Pro-Service Forwarding Co. of Canada v. Sales Corp. Intl. Group Inc.,  O.J. No. 3270
This was an application by the Plaintiff freight forwarder to recover the amount of its invoice to the Defendant, its customer. The Defendant claimed a set-off and counter-claim for delay in delivering its goods. The Court held that the delay was due to a downsizing of the aircraft by Air Canada and was not the result of any negligence on the part of the Plaintiff. The Court further held that the Plaintiff had not guaranteed a delivery date but had merely given an estimated time of arrival. Finally, the Court held that the Defendant had not proven any damages due to delay.
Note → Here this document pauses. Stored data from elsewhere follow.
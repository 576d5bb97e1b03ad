//! TOML configuration file parsing

use super::*;
use crate::config::cli::Cli;
use anyhow::{Context, Result};
use std::fs;
use std::path::Path;

/// Parse TOML configuration file
pub fn parse_toml_file(path: &Path) -> Result<Config> {
    let contents = fs::read_to_string(path)
        .with_context(|| format!("Failed to read config file: {}", path.display()))?;

    parse_toml_string(&contents)
        .with_context(|| format!("Failed to parse config file: {}", path.display()))
}

/// Parse TOML configuration from string
pub fn parse_toml_string(contents: &str) -> Result<Config> {
    let config: Config = ::toml::from_str(contents)
        .context("Failed to parse TOML configuration")?;

    Ok(config)
}

/// Build the run configuration: the `--config` file if given, then CLI overrides
pub fn load_config(cli: &Cli) -> Result<Config> {
    let config = match cli.config {
        Some(ref path) => parse_toml_file(path)?,
        None => Config::default(),
    };

    merge_cli_with_config(cli, config)
}

/// Merge CLI arguments with TOML configuration (CLI takes precedence)
pub fn merge_cli_with_config(cli: &Cli, mut config: Config) -> Result<Config> {
    if let Some(ref input) = cli.input {
        config.input = Some(input.clone());
    }

    // Override counter settings
    if let Some(threads) = cli.threads {
        config.counter.threads = threads;
    }

    // Override cluster settings
    if let Some(mode) = cli.mode {
        config.cluster.mode = mode;
    }
    if let Some(participants) = cli.participants {
        config.cluster.participants = participants;
    }
    if let Some(port) = cli.worker_port {
        config.cluster.worker_port = port;
    }
    if let Some(port) = cli.listen_port {
        config.cluster.listen_port = port;
    }
    if let Some(ref host_list) = cli.host_list {
        config.cluster.hosts = parse_host_list(host_list);
    } else if let Some(ref clients_file) = cli.clients_file {
        let content = fs::read_to_string(clients_file)
            .with_context(|| format!("Failed to read clients file: {}", clients_file.display()))?;
        config.cluster.hosts = parse_clients_file(&content);
    }

    // Override output settings
    if let Some(sort) = cli.sort {
        config.output.sort = sort;
    }
    if let Some(top) = cli.top {
        config.output.top = Some(top);
    }
    if let Some(ref path) = cli.json_output {
        config.output.json_output = Some(path.clone());
    }
    if cli.show_participants {
        config.output.show_participants = true;
    }

    Ok(config)
}

#[cfg(test)]
mod tests {
    use super::*;
    use clap::Parser;
    use std::io::Write;

    #[test]
    fn test_parse_full_toml() {
        let config = parse_toml_string(
            r#"
            input = "corpus.txt"

            [counter]
            threads = 6

            [cluster]
            mode = "coordinator"
            hosts = ["node-a", "node-b:7000"]
            worker_port = 8000

            [output]
            sort = "count"
            top = 20
            show_participants = true
            "#,
        )
        .unwrap();

        assert_eq!(config.input, Some(PathBuf::from("corpus.txt")));
        assert_eq!(config.counter.threads, 6);
        assert_eq!(config.cluster.mode, ExecutionMode::Coordinator);
        assert_eq!(config.cluster.node_addresses(), vec!["node-a:8000", "node-b:7000"]);
        assert_eq!(config.output.sort, SortOrder::Count);
        assert_eq!(config.output.top, Some(20));
        assert!(config.output.show_participants);
    }

    #[test]
    fn test_parse_empty_toml_uses_defaults() {
        let config = parse_toml_string("").unwrap();
        assert_eq!(config.cluster.participants, 1);
        assert_eq!(config.output.sort, SortOrder::Word);
    }

    #[test]
    fn test_parse_invalid_toml() {
        assert!(parse_toml_string("[output]\nsort = \"length\"\n").is_err());
    }

    #[test]
    fn test_cli_overrides_file() {
        let config = parse_toml_string("[counter]\nthreads = 6\n[cluster]\nparticipants = 2\n").unwrap();
        let cli = Cli::try_parse_from(["wordpulse", "-t", "3", "--top", "5", "in.txt"]).unwrap();

        let merged = merge_cli_with_config(&cli, config).unwrap();
        assert_eq!(merged.counter.threads, 3);
        assert_eq!(merged.cluster.participants, 2);
        assert_eq!(merged.output.top, Some(5));
        assert_eq!(merged.input, Some(PathBuf::from("in.txt")));
    }

    #[test]
    fn test_load_config_from_file() {
        let mut file = tempfile::NamedTempFile::new().unwrap();
        writeln!(file, "[cluster]\nparticipants = 4").unwrap();

        let path = file.path().to_str().unwrap().to_string();
        let cli = Cli::try_parse_from(["wordpulse", "--config", path.as_str()]).unwrap();

        let config = load_config(&cli).unwrap();
        assert_eq!(config.cluster.participants, 4);
    }

    #[test]
    fn test_clients_file_merged() {
        let mut file = tempfile::NamedTempFile::new().unwrap();
        writeln!(file, "# participants\nnode-a\nnode-b:7000").unwrap();

        let path = file.path().to_str().unwrap().to_string();
        let cli = Cli::try_parse_from(["wordpulse", "--mode", "coordinator", "--clients-file", path.as_str(), "in.txt"])
            .unwrap();

        let config = merge_cli_with_config(&cli, Config::default()).unwrap();
        assert_eq!(config.cluster.node_addresses(), vec!["node-a:9999", "node-b:7000"]);
    }
}
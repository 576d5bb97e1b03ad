//! Participant service
//!
//! This module implements the side of the protocol every non-coordinator
//! participant runs. The participant:
//! - Receives its assignment (index, participant count, total lines)
//! - Receives its line block
//! - Counts the block with the local parallel counter
//! - Sends its statistics and partial table back
//!
//! `NodeService` wraps this in a TCP listener for multi-process and
//! multi-host runs.

use crate::distributed::distributor::{receive_assignment, receive_block, validate_assignment};
use crate::distributed::protocol::AssignMessage;
use crate::distributed::reducer::{send_error, send_partial_table};
use crate::stats::ParticipantStats;
use crate::worker::LocalCounter;
use anyhow::{Context, Result};
use std::time::Instant;
use tokio::io::{AsyncRead, AsyncWrite};
use tokio::net::TcpListener;
use tracing::{error, info, warn};

/// Participant service
///
/// Accepts coordinator connections and serves one pipeline run per connection.
pub struct NodeService {
    /// Port to listen on
    listen_port: u16,

    /// Node identifier (hostname)
    node_id: String,

    /// Local thread count, overriding the coordinator's request
    threads: Option<usize>,

    /// Exit after the first run
    once: bool,
}

impl NodeService {
    /// Create a new participant service
    pub fn new(listen_port: u16) -> Self {
        Self {
            listen_port,
            node_id: crate::util::node_id(),
            threads: None,
            once: false,
        }
    }

    /// Use a fixed number of counter threads
    pub fn with_threads(mut self, threads: Option<usize>) -> Self {
        self.threads = threads;
        self
    }

    /// Stop after serving a single run
    pub fn once(mut self, once: bool) -> Self {
        self.once = once;
        self
    }

    /// Run the service
    ///
    /// Listens on all interfaces and serves coordinator connections.
    pub async fn run(self) -> Result<()> {
        let addr = format!("0.0.0.0:{}", self.listen_port);
        let listener = TcpListener::bind(&addr)
            .await
            .context("Failed to bind participant service")?;

        info!("Participant service listening on port {}", self.listen_port);
        self.serve(listener).await
    }

    /// Serve connections from an already bound listener
    pub async fn serve(&self, listener: TcpListener) -> Result<()> {
        info!("Node ID: {}", self.node_id);

        loop {
            info!("Waiting for coordinator connection...");
            let (mut stream, addr) = listener.accept().await.context("Failed to accept connection")?;
            stream.set_nodelay(true).context("Failed to configure connection")?;

            info!("Coordinator connected from: {}", addr);

            match serve_participant(&mut stream, &self.node_id, self.threads).await {
                Ok(stats) => info!(
                    "Run complete: participant {} counted {} lines ({} tokens)",
                    stats.participant_index, stats.lines, stats.tokens
                ),
                Err(e) if self.once => return Err(e),
                Err(e) => error!("Run failed: {:#}", e),
            }

            if self.once {
                return Ok(());
            }
        }
    }
}

/// Serve one pipeline run as a non-coordinator participant
///
/// Failures after the assignment arrives are reported to the coordinator
/// with an ERROR message before being returned.
pub async fn serve_participant<S>(link: &mut S, node_id: &str, threads: Option<usize>) -> Result<ParticipantStats>
where
    S: AsyncRead + AsyncWrite + Unpin,
{
    let assign = receive_assignment(link).await?;

    match participate(link, &assign, node_id, threads).await {
        Ok(stats) => Ok(stats),
        Err(e) => {
            if let Err(send_err) = send_error(link, assign.participant_index, node_id, &e).await {
                warn!("Could not report failure to coordinator: {:#}", send_err);
            }
            Err(e)
        }
    }
}

async fn participate<S>(
    link: &mut S,
    assign: &AssignMessage,
    node_id: &str,
    threads: Option<usize>,
) -> Result<ParticipantStats>
where
    S: AsyncRead + AsyncWrite + Unpin,
{
    validate_assignment(assign)?;
    let participant_index = assign.participant_index;
    info!(
        "Assigned participant {} of {} ({} total lines)",
        participant_index, assign.participant_count, assign.total_lines
    );

    let block = receive_block(link, assign).await?;

    let counter = LocalCounter::new(threads.unwrap_or(assign.threads));
    let node_id_owned = node_id.to_string();
    let (table, stats) = tokio::task::spawn_blocking(move || -> Result<_> {
        let count_start = Instant::now();
        let table = counter.count(&block).context("Local counting failed")?;
        let stats = ParticipantStats::from_table(
            participant_index,
            node_id_owned,
            block.len(),
            counter.effective_threads(block.len()),
            &table,
            count_start.elapsed(),
        );
        Ok((table, stats))
    })
    .await
    .context("Counter task failed")??;

    send_partial_table(link, stats.clone(), &table).await?;
    Ok(stats)
}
Green Computer AB v. Federal Express Corp. et al., 2004 FCA 111
This was a claim for the loss of one carton of integrated circuits valued at $50,000 carried by air from Sweden to Markham, Ontario. The Defendant air carrier argued that it was not liable as the Plaintiff had not given the notice required by Article 26 of the Warsaw Convention. Alternatively, the Defendant argued it was entitled to limit liability pursuant to the terms of the convention to $851. With respect to the notice issue, Article 26(2) provides that notice must be given within 7 days of receipt in the case of damage to cargo and within 21 days in the case of delay. At first instance, the Prothonotary held that these notice requirements were not applicable to a case of non-delivery or loss of cargo. With respect to the limitation issue, the Plaintiff argued that the Defendant was not entitled to limit its liability as the Defendant had been guilty of wilful misconduct pursuant to Article 25. Specifically, the Plaintiff argued that an inference should be made that the lost cargo had been stolen. The Prothonotary was not prepared to draw any such inference and found that the Defendant had merely lost the shipment in transit, something which did not constitute wilful misconduct. Finally, the Plaintiff argued that the Defendant was not entitled to limit liability as it had not proved the cargo was lost during the carriage by air as opposed to carriage by land. The Prothonotary noted the absence of proof as to where the damage occurred and applied the presumption contained in Article 18(3) of the Warsaw Convention which provides that “any damage is presumed, subject to proof to the contrary, to have been the result of an event which took place during the carriage by air”. Accordingly, the Prothonotary granted judgment in the limitation amount of $851. The Plaintiff unsuccessfully appealed the ruling in relation to the application of Article 18(3) of the Warsaw Convention first to a Judge of the Federal Court and then to the Federal Court of Appeal. At both levels of appeal the respective courts held that the presumption had been properly applied.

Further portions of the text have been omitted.